[SUPPLIED MATERIAL — start]

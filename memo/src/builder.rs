use crate::listener::EntryListener;
use crate::metrics::Metrics;
use crate::runtime::{TaskSpawner, TokioSpawner};
use crate::shared::CacheShared;
use crate::MemoCache;

use core::fmt;
use std::sync::Arc;

/// A builder for creating `MemoCache` instances.
///
/// Expiration, disposal and refresh are configured per request through
/// [`FetchPolicy`](crate::FetchPolicy); the builder only covers what is
/// shared by every entry.
#[derive(Default)]
pub struct MemoCacheBuilder {
  listener: Option<Arc<dyn EntryListener>>,
  spawner: Option<Arc<dyn TaskSpawner>>,
}

impl fmt::Debug for MemoCacheBuilder {
  fn fmt(&self, f: &mut fmt::Formatter<'_>) -> fmt::Result {
    f.debug_struct("MemoCacheBuilder")
      .field("has_listener", &self.listener.is_some())
      .field("has_spawner", &self.spawner.is_some())
      .finish()
  }
}

impl MemoCacheBuilder {
  pub fn new() -> Self {
    Self::default()
  }

  /// Sets the listener notified of evictions, background refresh failures
  /// and disposal failures.
  pub fn listener<Listener>(mut self, listener: Listener) -> Self
  where
    Listener: EntryListener + 'static,
  {
    self.listener = Some(Arc::new(listener));
    self
  }

  /// Sets the spawner used for background refresh tasks.
  ///
  /// Defaults to [`TokioSpawner::new`], which spawns onto the runtime of
  /// the task that arms the refresh.
  pub fn spawner(mut self, spawner: Arc<dyn TaskSpawner>) -> Self {
    self.spawner = Some(spawner);
    self
  }

  pub fn build(self) -> MemoCache {
    let spawner = self
      .spawner
      .unwrap_or_else(|| Arc::new(TokioSpawner::new()));

    MemoCache::from_shared(CacheShared {
      metrics: Metrics::new(),
      listener: self.listener,
      spawner,
    })
  }
}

[SUPPLIED MATERIAL — finish]

- [WORK TO COMPLETE]
What you return should match the entries above exactly.

- [EXERCISE SOLUTION]
filename memo/src/builder.rs
use crate::listener::EntryListener;
use crate::metrics::Metrics;
use crate::runtime::{TaskSpawner, TokioSpawner};
use crate::shared::CacheShared;
use crate::MemoCache;

use core::fmt;
use std::sync::Arc;

/// A builder for creating `MemoCache` instances.
///
/// Expiration, disposal and refresh are configured per request through
/// [`FetchPolicy`](crate::FetchPolicy); the builder only covers what is
/// shared by every entry.
#[derive(Default)]
pub struct MemoCacheBuilder {
  listener: Option<Arc<dyn EntryListener>>,
  spawner: Option<Arc<dyn TaskSpawner>>,
}

impl fmt::Debug for MemoCacheBuilder {
  fn fmt(&self, f: &mut fmt::Formatter<'_>) -> fmt::Result {
    f.debug_struct("MemoCacheBuilder")
      .field("has_listener", &self.listener.is_some())
      .field("has_spawner", &self.spawner.is_some())
      .finish()
  }
}

impl MemoCacheBuilder {
  pub fn new() -> Self {
    Self::default()
  }

  /// Sets the listener notified of evictions, background refresh failures
  /// and disposal failures.
  pub fn listener<Listener>(mut self, listener: Listener) -> Self
  where
    Listener: EntryListener + 'static,
  {
    self.listener = Some(Arc::new(listener));
    self
  }

  /// Sets the spawner used for background refresh tasks.
  ///
  /// Defaults to [`TokioSpawner::new`], which spawns onto the runtime of
  /// the task that arms the refresh.
  pub fn spawner(mut self, spawner: Arc<dyn TaskSpawner>) -> Self {
    self.spawner = Some(spawner);
    self
  }

  pub fn build(self) -> MemoCache {
    let spawner = self
      .spawner
      .unwrap_or_else(|| Arc::new(TokioSpawner::new()));

    MemoCache::from_shared(CacheShared {
      metrics: Metrics::new(),
      listener: self.listener,
      spawner,
    })
  }
}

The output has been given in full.